Photos by Kit Chalberg

The Scene: As I walked up to The Denver Center for The Perfoming Arts, I started to wonder if there was a dress code attached to the evening. Luckily the camel hair overcoats, expensive jewelry, and American Express “Black Cards” were heading into the Elli Caulkins Opera House while the denim clad patrons were entering the Temple Buell Theatre. The Denver Center is a complete arts complex with multiple theatres and events that draw all walks of life.

The crowd inside the Buell was hip and full of enthusiasm as they leisurely drank in the expansive lobby before settling into their seats. Whether it was the cool parents bringing their kids to see Brett Dennen, or the young professional couples who came to be urged into romance by Amos Lee, they all seemed cool to me. As an usher dressed in black guided me to my seat, I felt as if I should have tipped for the great service. Most people were sure to arrive early in order to catch Brett Dennen, who is well known and loved around these parts! It seemed as if Dennen and Lee had two different goals for the evening: Dennen’s was to keep it loose and Lee’s to keep it tight.

Brett Dennen: Dennen walked on the stage looking sensitive, intelligent, and slightly disheveled.

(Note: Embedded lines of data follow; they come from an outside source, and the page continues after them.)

//! fiscalxl-core: IBS/CBS line items from invoice XML into xlsx templates.
//!
//! Two pipelines share the record model:
//!
//! - [`ingest`] turns uploaded invoice documents and ZIP archives into
//!   [`LineItem`]s plus per-file [`Diagnostic`]s;
//! - [`TemplateWriter`] appends those records to a copy of a template
//!   workbook, copying its model row down (formats and relocated formulas)
//!   and leaving every other byte of the package untouched.
//!
//! ```no_run
//! use fiscalxl_core::{ingest, write};
//!
//! let xml = std::fs::read("nota.xml")?;
//! let report = ingest([("nota.xml", xml.as_slice())]);
//! let template = std::fs::read("modelo.xlsx")?;
//! let output = write(&template, &report.records)?;
//! std::fs::write("saida.xlsx", output)?;
//! # Ok::<(), Box<dyn std::error::Error>>(())
//! ```

pub mod cell;
pub mod error;
pub mod export;
pub mod extract;
pub mod fields;
pub mod filter;
pub mod formula;
pub mod ingest;
pub mod record;
pub mod style;
pub mod summary;
pub mod template;
pub mod utils;
pub mod workbook;
pub mod worksheet;
pub mod writer;
pub mod xml;

pub use cell::CellValue;
pub use error::{FiscalxlError, FiscalxlError as Error, Result};
pub use export::to_csv;
pub use extract::{extract, extract_document, ExtractError};
pub use filter::{class_codes, date_bounds, KpiFilter, RecordFilter};
pub use formula::{translate_formula, FormulaError};
pub use ingest::{ingest, ingest_with, Diagnostic, DiagnosticKind, IngestOptions, IngestReport, UploadedFile};
pub use record::{InputField, LineItem, VALUE_SOURCE_TAG};
pub use style::StyleSheet;
pub use summary::{summarize, Summary};
pub use template::{locate, TemplateLayout, TemplateStructure};
pub use workbook::{CompressionLevel, Workbook};
pub use worksheet::Worksheet;
pub use writer::{write, TemplateWriter};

His bare feet, plaid shirt, and tapestry guitar strap are great images that reflect his sound. As he opened up with “Ain’t No Reason,” the crowd was immediately captured by this man’s presence and presentation. His whole set was filled with people yelling out requests, I love you’s, and thanks. Dennen has always been very connected to his audience and he seemed genuinely thankful for all the praise.

He bounced into “Dancing At A Funeral” and started wiggling his hips and bending at the knees like a intellectual hipster Elvis. His bright high voice and clear picking and strumming rang through the vastness of the room and really got the crowd worked up! It was the little girl who yelled out “Oh Yeah!” during one of Brett’s dance moves that summed it all up for me. This dude is just plain adorable. I can’t explain it any other way.

It was during his performance of “San Francisco” that I realized why I love his sound so much! It reminds me of my time in the Bay Area of California. His songs sound just like the sunny days, bookstores, coffee shops, and hilly sidewalks that inspired them. After Brett closed with “Comeback Kid (That’s My Dog)” he got us all on our feet for a standing ovation and not one of us wanted to see him leave the stage.

Amos Lee: When Amos Lee and his band took to the stage the ladies seemed very pleased. This guy is as smooth and sexy as his voice and he didn’t let some brief sound issues cause him to lose his cool. As he started off with “All My Friends,” I got to hear the Jazz, Blues, and Folk influenced sound that originally drew me to Lee’s music, but the night brought so much more. Songs off of his new album Mission Bell, like “Cup of Sorrow,” had a country twang and a bit of gospel soul thanks to his amazing backup singers.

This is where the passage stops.